§ **PROBLEM**:
Below are records; copy every line among them that contains the word "gaussianquadratures".

(SOURCE RECORDS begins)

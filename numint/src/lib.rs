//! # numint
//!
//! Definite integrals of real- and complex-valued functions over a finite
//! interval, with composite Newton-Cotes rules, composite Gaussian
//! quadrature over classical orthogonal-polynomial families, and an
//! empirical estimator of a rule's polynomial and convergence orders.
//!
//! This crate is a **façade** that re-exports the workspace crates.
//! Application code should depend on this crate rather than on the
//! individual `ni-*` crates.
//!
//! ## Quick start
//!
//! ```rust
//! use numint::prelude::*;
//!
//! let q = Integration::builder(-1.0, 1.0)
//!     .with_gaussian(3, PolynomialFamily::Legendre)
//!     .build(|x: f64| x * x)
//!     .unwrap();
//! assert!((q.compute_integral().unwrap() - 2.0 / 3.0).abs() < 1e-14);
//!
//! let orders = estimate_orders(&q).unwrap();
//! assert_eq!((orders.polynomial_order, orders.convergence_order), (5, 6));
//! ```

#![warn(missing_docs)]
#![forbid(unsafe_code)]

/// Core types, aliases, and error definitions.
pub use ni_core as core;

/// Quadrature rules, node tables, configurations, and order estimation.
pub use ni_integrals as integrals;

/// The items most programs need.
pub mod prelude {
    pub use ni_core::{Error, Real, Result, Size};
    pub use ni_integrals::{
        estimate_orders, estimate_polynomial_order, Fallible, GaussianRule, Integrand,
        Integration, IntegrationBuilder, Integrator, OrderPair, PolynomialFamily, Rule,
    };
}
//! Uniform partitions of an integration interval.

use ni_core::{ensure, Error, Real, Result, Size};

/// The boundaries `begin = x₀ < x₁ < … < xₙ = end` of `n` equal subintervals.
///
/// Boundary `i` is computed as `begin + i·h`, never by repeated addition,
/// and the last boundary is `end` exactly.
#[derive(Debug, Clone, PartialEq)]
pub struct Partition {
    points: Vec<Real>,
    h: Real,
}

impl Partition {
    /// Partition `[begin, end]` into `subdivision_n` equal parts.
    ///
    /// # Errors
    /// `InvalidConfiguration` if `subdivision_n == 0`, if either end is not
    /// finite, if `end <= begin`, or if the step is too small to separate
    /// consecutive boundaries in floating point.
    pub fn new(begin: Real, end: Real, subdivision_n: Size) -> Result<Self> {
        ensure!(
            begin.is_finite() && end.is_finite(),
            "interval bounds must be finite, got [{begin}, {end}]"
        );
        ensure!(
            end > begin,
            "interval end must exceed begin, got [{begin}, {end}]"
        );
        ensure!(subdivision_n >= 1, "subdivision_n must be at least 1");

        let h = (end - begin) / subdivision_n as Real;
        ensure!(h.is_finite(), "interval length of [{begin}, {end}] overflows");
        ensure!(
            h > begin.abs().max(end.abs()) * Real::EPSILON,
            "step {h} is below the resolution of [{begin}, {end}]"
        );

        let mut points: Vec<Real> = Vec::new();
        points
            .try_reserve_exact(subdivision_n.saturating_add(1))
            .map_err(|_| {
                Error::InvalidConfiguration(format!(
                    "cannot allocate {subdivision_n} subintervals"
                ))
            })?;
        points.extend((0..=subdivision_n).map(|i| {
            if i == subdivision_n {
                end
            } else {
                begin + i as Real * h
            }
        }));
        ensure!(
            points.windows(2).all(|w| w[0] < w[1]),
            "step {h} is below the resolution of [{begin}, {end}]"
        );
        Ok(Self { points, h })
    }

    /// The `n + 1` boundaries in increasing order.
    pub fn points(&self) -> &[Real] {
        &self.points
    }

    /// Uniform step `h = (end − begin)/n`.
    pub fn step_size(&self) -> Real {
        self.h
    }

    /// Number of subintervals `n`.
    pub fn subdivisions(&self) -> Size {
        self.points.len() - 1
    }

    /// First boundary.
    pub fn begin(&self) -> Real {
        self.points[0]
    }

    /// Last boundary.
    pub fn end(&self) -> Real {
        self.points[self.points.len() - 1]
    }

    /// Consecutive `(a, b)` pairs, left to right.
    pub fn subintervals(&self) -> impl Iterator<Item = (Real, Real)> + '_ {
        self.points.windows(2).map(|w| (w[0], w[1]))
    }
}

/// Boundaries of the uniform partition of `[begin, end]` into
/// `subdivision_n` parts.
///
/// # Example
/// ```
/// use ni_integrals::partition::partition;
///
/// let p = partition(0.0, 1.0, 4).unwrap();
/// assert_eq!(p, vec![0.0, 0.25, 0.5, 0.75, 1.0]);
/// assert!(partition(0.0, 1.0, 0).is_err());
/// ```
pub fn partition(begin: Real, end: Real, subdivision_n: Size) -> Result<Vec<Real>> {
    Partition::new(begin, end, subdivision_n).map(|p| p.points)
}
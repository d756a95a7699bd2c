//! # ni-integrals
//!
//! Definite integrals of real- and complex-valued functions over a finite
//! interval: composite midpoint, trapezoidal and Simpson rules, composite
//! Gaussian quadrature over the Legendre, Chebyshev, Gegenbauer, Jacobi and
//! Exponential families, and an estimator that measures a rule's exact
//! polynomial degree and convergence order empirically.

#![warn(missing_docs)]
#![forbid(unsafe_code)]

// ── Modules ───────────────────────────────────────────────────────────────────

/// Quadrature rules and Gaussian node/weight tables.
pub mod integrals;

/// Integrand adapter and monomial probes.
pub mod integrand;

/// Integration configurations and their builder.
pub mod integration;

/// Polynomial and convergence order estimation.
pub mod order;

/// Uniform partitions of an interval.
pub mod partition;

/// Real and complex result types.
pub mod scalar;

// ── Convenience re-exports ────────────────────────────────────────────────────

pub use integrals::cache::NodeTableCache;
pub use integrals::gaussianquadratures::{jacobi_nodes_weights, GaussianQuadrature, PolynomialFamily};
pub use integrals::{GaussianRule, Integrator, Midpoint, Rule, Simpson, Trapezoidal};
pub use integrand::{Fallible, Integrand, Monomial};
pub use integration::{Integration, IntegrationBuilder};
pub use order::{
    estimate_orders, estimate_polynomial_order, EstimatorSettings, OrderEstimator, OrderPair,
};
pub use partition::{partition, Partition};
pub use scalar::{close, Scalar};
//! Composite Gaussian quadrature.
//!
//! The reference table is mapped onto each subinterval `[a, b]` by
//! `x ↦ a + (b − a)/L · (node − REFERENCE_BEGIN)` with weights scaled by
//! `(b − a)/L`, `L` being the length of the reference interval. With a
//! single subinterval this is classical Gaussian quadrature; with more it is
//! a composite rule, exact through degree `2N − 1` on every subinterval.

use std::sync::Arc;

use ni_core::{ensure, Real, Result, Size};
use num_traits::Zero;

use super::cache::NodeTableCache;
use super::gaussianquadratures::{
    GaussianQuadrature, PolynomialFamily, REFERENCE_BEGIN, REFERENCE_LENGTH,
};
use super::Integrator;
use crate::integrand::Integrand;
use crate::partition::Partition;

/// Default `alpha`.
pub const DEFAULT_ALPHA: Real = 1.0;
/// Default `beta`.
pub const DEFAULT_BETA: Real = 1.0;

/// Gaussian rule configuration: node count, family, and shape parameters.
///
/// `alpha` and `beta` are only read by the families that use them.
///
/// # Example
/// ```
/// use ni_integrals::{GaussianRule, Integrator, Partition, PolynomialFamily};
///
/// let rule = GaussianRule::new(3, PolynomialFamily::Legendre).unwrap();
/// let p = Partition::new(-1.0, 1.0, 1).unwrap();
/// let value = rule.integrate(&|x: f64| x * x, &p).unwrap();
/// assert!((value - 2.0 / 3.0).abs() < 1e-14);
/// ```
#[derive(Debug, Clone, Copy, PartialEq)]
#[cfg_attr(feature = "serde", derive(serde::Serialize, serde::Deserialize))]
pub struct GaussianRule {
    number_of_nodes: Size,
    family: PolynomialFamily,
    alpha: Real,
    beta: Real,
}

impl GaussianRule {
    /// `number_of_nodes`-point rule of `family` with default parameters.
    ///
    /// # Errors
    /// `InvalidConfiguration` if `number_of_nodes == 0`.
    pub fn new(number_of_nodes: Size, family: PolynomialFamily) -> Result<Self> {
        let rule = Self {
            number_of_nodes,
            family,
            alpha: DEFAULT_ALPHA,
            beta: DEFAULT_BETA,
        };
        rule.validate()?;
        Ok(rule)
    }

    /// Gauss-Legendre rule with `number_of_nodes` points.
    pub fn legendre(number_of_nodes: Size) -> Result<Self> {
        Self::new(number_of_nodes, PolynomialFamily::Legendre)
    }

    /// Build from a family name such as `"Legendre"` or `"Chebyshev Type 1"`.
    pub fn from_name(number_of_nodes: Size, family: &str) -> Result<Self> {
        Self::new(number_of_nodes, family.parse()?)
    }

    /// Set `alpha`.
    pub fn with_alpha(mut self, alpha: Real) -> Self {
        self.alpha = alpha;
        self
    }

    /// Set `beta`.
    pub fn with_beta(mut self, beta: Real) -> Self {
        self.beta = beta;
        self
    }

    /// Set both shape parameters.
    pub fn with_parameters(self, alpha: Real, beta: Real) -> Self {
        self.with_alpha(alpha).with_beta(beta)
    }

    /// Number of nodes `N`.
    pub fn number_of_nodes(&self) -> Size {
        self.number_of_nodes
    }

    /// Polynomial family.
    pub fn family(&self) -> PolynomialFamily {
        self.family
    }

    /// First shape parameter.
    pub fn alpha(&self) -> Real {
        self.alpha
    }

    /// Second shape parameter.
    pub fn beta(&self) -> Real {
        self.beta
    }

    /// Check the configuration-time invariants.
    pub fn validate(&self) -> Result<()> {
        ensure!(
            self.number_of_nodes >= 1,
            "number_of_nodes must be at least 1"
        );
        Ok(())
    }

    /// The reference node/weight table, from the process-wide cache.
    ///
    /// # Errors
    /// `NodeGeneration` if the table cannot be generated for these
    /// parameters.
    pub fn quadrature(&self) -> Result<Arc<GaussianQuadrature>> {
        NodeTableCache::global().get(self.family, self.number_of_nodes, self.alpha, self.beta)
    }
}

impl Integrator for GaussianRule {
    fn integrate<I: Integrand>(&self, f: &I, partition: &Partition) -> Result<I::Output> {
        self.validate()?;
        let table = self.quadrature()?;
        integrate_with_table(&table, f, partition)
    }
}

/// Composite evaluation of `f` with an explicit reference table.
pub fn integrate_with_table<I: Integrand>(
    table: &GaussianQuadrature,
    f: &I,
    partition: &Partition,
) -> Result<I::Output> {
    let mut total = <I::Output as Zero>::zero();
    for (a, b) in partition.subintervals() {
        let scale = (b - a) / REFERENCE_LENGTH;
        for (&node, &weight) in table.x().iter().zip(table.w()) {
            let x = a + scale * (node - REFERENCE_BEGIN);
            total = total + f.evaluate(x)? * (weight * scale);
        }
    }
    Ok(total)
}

(SOURCE RECORDS ends)

§ **RESPONSE**:
pub use integrals::gaussianquadratures::{jacobi_nodes_weights, GaussianQuadrature, PolynomialFamily};
use super::gaussianquadratures::{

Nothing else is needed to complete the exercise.